_YOUR INSTRUCTIONS_. Search for the word "outcome" in the entries. Each line that holds it should be copied.

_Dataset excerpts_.
---
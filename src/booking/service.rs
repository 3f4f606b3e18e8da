use std::sync::Arc;

use tracing::debug;

use crate::booking::availability::AvailabilityChecker;
use crate::booking::error::BookingError;
use crate::booking::validator::RequestValidator;
use crate::model::{BookingId, BookingRequest, BookingResponse, DateRange};
use crate::store::BookingStore;

/// Orchestrates every booking operation: validate, arbitrate availability,
/// persist, translate to the response shape. Terminal on the first failure;
/// storage faults pass through untouched.
pub struct BookingService {
    validator: RequestValidator,
    availability: AvailabilityChecker,
    store: Arc<dyn BookingStore>,
}

impl BookingService {
    pub fn new(
        validator: RequestValidator,
        availability: AvailabilityChecker,
        store: Arc<dyn BookingStore>,
    ) -> Self {
        Self {
            validator,
            availability,
            store,
        }
    }

    pub async fn create_booking(
        &self,
        request: &BookingRequest,
    ) -> Result<BookingResponse, BookingError> {
        let range = self.validated_range(request)?;
        if !self.availability.is_available(&range).await? {
            return Err(BookingError::DatesNotAvailable);
        }
        let booking = self.store.add(range).await?;
        debug!("created booking {}", booking.id);
        Ok(BookingResponse::from(&booking))
    }

    pub async fn modify_booking(
        &self,
        id: BookingId,
        request: &BookingRequest,
    ) -> Result<BookingResponse, BookingError> {
        let range = self.validated_range(request)?;
        // The check runs against every booking — the one being modified
        // included — matching the storage contract this service grew up with.
        if !self.availability.is_available(&range).await? {
            return Err(BookingError::DatesNotAvailable);
        }
        let booking = self.store.update(id, range).await?;
        debug!("modified booking {id}");
        Ok(BookingResponse::from(&booking))
    }

    /// A missing id is an expected outcome here, not an error.
    pub async fn get(&self, id: BookingId) -> Result<Option<BookingResponse>, BookingError> {
        let booking = self.store.get(id).await?;
        Ok(booking.as_ref().map(BookingResponse::from))
    }

    /// True iff the store reports exactly one row deleted.
    pub async fn delete_booking(&self, id: BookingId) -> Result<bool, BookingError> {
        let rows = self.store.delete(id).await?;
        debug!("delete booking {id}: {rows} row(s)");
        Ok(rows == 1)
    }

    pub async fn check_availability(&self, range: &DateRange) -> Result<bool, BookingError> {
        Ok(self.availability.is_available(range).await?)
    }

    fn validated_range(&self, request: &BookingRequest) -> Result<DateRange, BookingError> {
        let outcome = self.validator.validate(request);
        match (request.start_date, request.end_date) {
            (Some(start), Some(end)) if outcome.is_valid() => Ok(DateRange::new(start, end)),
            _ => Err(BookingError::Validation(outcome)),
        }
    }
}
//! In-memory store for tests

use std::collections::{BTreeMap, HashMap};
use std::sync::RwLock;

use crate::{unix_now, CaseStore, StoreError};

type DocKey = (String, String, String);

/// A [`CaseStore`] held entirely in memory.
#[derive(Default)]
pub struct MemoryStore {
    docs: RwLock<BTreeMap<DocKey, String>>,
    leases: RwLock<HashMap<String, (String, u64)>>,
}

impl MemoryStore {
    pub fn new() -> Self {
        Self::default()
    }
}

fn key(case_id: &str, collection: &str, doc_id: &str) -> DocKey {
    (
        case_id.to_string(),
        collection.to_string(),
        doc_id.to_string(),
    )
}

impl CaseStore for MemoryStore {
    fn get(
        &self,
        case_id: &str,
        collection: &str,
        doc_id: &str,
    ) -> Result<Option<String>, StoreError> {
        let docs = self.docs.read().map_err(|e| StoreError::Io(e.to_string()))?;
        Ok(docs.get(&key(case_id, collection, doc_id)).cloned())
    }

    fn set(
        &self,
        case_id: &str,
        collection: &str,
        doc_id: &str,
        value: &str,
    ) -> Result<(), StoreError> {
        let mut docs = self
            .docs
            .write()
            .map_err(|e| StoreError::Io(e.to_string()))?;
        docs.insert(key(case_id, collection, doc_id), value.to_string());
        Ok(())
    }

    fn delete(&self, case_id: &str, collection: &str, doc_id: &str) -> Result<(), StoreError> {
        let mut docs = self
            .docs
            .write()
            .map_err(|e| StoreError::Io(e.to_string()))?;
        docs.remove(&key(case_id, collection, doc_id));
        Ok(())
    }

    fn list(&self, case_id: &str, collection: &str) -> Result<Vec<(String, String)>, StoreError> {
        let docs = self.docs.read().map_err(|e| StoreError::Io(e.to_string()))?;
        Ok(docs
            .iter()
            .filter(|((case, coll, _), _)| case == case_id && coll == collection)
            .map(|((_, _, id), value)| (id.clone(), value.clone()))
            .collect())
    }

    fn delete_all(&self, case_id: &str, collection: &str) -> Result<(), StoreError> {
        let mut docs = self
            .docs
            .write()
            .map_err(|e| StoreError::Io(e.to_string()))?;
        docs.retain(|(case, coll, _), _| !(case == case_id && coll == collection));
        Ok(())
    }

    fn list_case_ids(&self) -> Result<Vec<String>, StoreError> {
        let docs = self.docs.read().map_err(|e| StoreError::Io(e.to_string()))?;
        let mut ids: Vec<String> = docs.keys().map(|(case, _, _)| case.clone()).collect();
        ids.dedup();
        Ok(ids)
    }

    fn acquire_lease(
        &self,
        case_id: &str,
        holder: &str,
        ttl_secs: u64,
    ) -> Result<bool, StoreError> {
        let mut leases = self
            .leases
            .write()
            .map_err(|e| StoreError::Io(e.to_string()))?;
        let now = unix_now();
        if let Some((current, expires_at)) = leases.get(case_id) {
            if *expires_at > now && current != holder {
                return Ok(false);
            }
        }
        leases.insert(case_id.to_string(), (holder.to_string(), now + ttl_secs));
        Ok(true)
    }

    fn release_lease(&self, case_id: &str, holder: &str) -> Result<(), StoreError> {
        let mut leases = self
            .leases
            .write()
            .map_err(|e| StoreError::Io(e.to_string()))?;
        if let Some((current, _)) = leases.get(case_id) {
            if current == holder {
                leases.remove(case_id);
            }
        }
        Ok(())
    }
}

#[cfg(test)]
mod tests {
    use super::*;

    #[test]
    fn test_round_trip_and_scoping() {
        let store = MemoryStore::new();
        store.set("case-1", "items", "b", "{\"v\":2}").unwrap();
        store.set("case-1", "items", "a", "{\"v\":1}").unwrap();
        store.set("case-1", "other", "a", "{\"v\":9}").unwrap();
        store.set("case-2", "items", "a", "{\"v\":8}").unwrap();

        assert_eq!(
            store.get("case-1", "items", "a").unwrap().as_deref(),
            Some("{\"v\":1}")
        );
        assert!(store.get("case-1", "items", "zzz").unwrap().is_none());

        // Listing is collection-scoped and ordered by doc id
        let listed = store.list("case-1", "items").unwrap();
        assert_eq!(listed.len(), 2);
        assert_eq!(listed[0].0, "a");
        assert_eq!(listed[1].0, "b");
    }

    #[test]
    fn test_delete_and_delete_all() {
        let store = MemoryStore::new();
        store.set("case-1", "items", "a", "1").unwrap();
        store.set("case-1", "items", "b", "2").unwrap();
        store.set("case-1", "state", "s", "3").unwrap();

        store.delete("case-1", "items", "a").unwrap();
        assert!(store.get("case-1", "items", "a").unwrap().is_none());

        store.delete_all("case-1", "items").unwrap();
        assert!(store.list("case-1", "items").unwrap().is_empty());
        assert!(store.get("case-1", "state", "s").unwrap().is_some());
    }

    #[test]
    fn test_list_case_ids_distinct_and_ordered() {
        let store = MemoryStore::new();
        store.set("case-b", "items", "a", "1").unwrap();
        store.set("case-a", "items", "a", "1").unwrap();
        store.set("case-a", "state", "s", "1").unwrap();

        assert_eq!(store.list_case_ids().unwrap(), vec!["case-a", "case-b"]);
    }

    #[test]
    fn test_lease_contention_and_release() {
        let store = MemoryStore::new();
        assert!(store.acquire_lease("case-1", "holder-a", 60).unwrap());
        assert!(!store.acquire_lease("case-1", "holder-b", 60).unwrap());

        // Releasing under the wrong holder changes nothing
        store.release_lease("case-1", "holder-b").unwrap();
        assert!(!store.acquire_lease("case-1", "holder-b", 60).unwrap());

        store.release_lease("case-1", "holder-a").unwrap();
        assert!(store.acquire_lease("case-1", "holder-b", 60).unwrap());
    }

    #[test]
    fn test_expired_lease_is_stolen() {
        let store = MemoryStore::new();
        // ttl 0 expires immediately
        assert!(store.acquire_lease("case-1", "holder-a", 0).unwrap());
        assert!(store.acquire_lease("case-1", "holder-b", 60).unwrap());
    }
}
//! Gateway data types
//!
//! Plain views of ledger state. Amounts are integers end to end: native
//! value in drops, issued tokens in micro-units (10^-6 of one token).

use zeroize::Zeroizing;

/// Summary of one on-ledger account.
#[derive(Debug, Clone)]
pub struct AccountInfo {
    /// Native balance in drops
    pub balance_drops: u64,
    /// Objects owned by the account (trust lines, offers, signer lists)
    pub owner_count: u32,
    /// Next transaction sequence number
    pub sequence: u32,
    /// Delegated signing key, if one is set
    pub regular_key: Option<String>,
}

/// Network cost parameters from the validated ledger.
#[derive(Debug, Clone, Copy)]
pub struct ServerParams {
    pub reserve_base_drops: u64,
    pub reserve_increment_drops: u64,
    pub base_fee_drops: u64,
}

impl ServerParams {
    /// Reserve an account must keep, given its owner count.
    pub fn reserve_for(&self, owner_count: u32) -> u64 {
        self.reserve_base_drops + self.reserve_increment_drops * u64::from(owner_count)
    }
}

/// One issued-token balance held by an account.
#[derive(Debug, Clone)]
pub struct TrustLine {
    pub currency: String,
    pub issuer: String,
    /// Balance in micro-units; only positive holdings are reported
    pub balance_micro: u64,
}

/// Validation status of a transaction the ledger has seen.
#[derive(Debug, Clone)]
pub struct TxStatus {
    /// Whether the transaction is in a validated ledger
    pub validated: bool,
    /// The last ledger index in which the transaction could validate
    pub last_ledger_sequence: u32,
    /// Engine result code; for validated transactions, the final one
    pub result_code: String,
}

impl TxStatus {
    /// Validated with a success result.
    pub fn is_final_success(&self) -> bool {
        self.validated && is_success_code(&self.result_code)
    }
}

/// Result of submitting a signed blob.
#[derive(Debug, Clone)]
pub struct SubmitResult {
    pub engine_result: String,
    pub engine_message: String,
    pub tx_hash: String,
}

impl SubmitResult {
    /// Provisional acceptance: the transaction was queued for a validated
    /// ledger. Not final until the hash shows up validated.
    pub fn is_success(&self) -> bool {
        is_success_code(&self.engine_result)
    }
}

/// `tes...` codes are the ledger's success class.
pub fn is_success_code(code: &str) -> bool {
    code.starts_with("tes")
}

/// Wallet keypair proposed by the ledger node.
///
/// The seed is key material; it is zeroized on drop and must go straight
/// into the vault.
pub struct ProposedWallet {
    pub address: String,
    pub seed: Zeroizing<String>,
}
---
_SOLUTION_.
    /// A missing id is an expected outcome here, not an error.
        let outcome = self.validator.validate(request);
            (Some(start), Some(end)) if outcome.is_valid() => Ok(DateRange::new(start, end)),
            _ => Err(BookingError::Validation(outcome)),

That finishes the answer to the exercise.